╔══

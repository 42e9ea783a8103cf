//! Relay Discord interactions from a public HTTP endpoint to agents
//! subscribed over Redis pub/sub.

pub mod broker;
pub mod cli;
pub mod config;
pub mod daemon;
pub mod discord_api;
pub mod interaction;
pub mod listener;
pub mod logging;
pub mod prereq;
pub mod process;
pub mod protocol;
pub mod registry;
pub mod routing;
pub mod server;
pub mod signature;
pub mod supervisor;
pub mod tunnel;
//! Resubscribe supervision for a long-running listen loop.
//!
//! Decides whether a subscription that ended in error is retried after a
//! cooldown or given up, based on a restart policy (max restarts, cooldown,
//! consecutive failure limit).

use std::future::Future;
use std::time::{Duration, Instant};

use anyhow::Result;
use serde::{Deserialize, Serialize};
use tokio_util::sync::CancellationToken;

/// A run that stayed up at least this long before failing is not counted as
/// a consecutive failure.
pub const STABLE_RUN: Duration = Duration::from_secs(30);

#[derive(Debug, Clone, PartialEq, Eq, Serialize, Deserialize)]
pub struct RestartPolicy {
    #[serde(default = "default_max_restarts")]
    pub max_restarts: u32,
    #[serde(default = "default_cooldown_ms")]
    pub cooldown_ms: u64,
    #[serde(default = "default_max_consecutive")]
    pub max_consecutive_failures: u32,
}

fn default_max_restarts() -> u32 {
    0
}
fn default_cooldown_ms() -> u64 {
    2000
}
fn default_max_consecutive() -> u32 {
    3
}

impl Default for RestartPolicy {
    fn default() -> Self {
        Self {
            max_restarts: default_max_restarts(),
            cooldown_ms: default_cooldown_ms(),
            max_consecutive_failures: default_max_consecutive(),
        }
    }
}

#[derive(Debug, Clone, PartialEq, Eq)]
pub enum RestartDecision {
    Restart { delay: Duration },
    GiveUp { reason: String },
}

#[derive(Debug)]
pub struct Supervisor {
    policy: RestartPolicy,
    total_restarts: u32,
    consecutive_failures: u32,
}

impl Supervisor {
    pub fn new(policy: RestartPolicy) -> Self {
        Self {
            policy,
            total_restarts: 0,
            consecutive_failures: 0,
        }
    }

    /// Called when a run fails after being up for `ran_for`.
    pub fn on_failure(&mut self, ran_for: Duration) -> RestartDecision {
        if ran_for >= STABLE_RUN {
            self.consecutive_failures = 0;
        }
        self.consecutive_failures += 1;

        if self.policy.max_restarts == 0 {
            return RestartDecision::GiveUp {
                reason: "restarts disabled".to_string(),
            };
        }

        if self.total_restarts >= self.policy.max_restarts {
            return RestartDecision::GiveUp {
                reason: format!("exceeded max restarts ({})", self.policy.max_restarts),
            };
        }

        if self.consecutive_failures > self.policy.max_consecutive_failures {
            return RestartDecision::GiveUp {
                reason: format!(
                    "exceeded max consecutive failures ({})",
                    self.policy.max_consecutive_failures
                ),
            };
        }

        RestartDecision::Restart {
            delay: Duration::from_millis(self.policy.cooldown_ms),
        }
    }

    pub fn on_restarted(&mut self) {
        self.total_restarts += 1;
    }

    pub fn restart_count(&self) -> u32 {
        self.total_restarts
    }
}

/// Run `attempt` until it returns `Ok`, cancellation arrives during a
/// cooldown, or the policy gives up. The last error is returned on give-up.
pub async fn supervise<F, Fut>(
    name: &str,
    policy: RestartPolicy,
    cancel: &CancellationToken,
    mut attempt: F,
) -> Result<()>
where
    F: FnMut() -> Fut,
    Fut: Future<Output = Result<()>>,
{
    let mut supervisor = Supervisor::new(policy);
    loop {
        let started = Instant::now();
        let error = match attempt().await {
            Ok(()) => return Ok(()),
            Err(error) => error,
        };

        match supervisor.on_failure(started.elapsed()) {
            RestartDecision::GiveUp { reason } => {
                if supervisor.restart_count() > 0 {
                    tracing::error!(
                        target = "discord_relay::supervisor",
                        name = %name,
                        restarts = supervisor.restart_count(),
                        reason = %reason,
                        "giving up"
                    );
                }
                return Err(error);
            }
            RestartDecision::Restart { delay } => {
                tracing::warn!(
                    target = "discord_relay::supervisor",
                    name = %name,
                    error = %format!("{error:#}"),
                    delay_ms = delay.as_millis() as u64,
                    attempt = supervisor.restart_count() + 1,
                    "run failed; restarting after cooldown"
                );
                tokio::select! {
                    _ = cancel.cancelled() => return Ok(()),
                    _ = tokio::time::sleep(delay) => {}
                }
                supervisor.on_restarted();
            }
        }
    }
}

╚══

Return each line from the data where the string "long" can be found.

//! Resubscribe supervision for a long-running listen loop.
/// A run that stayed up at least this long before failing is not counted as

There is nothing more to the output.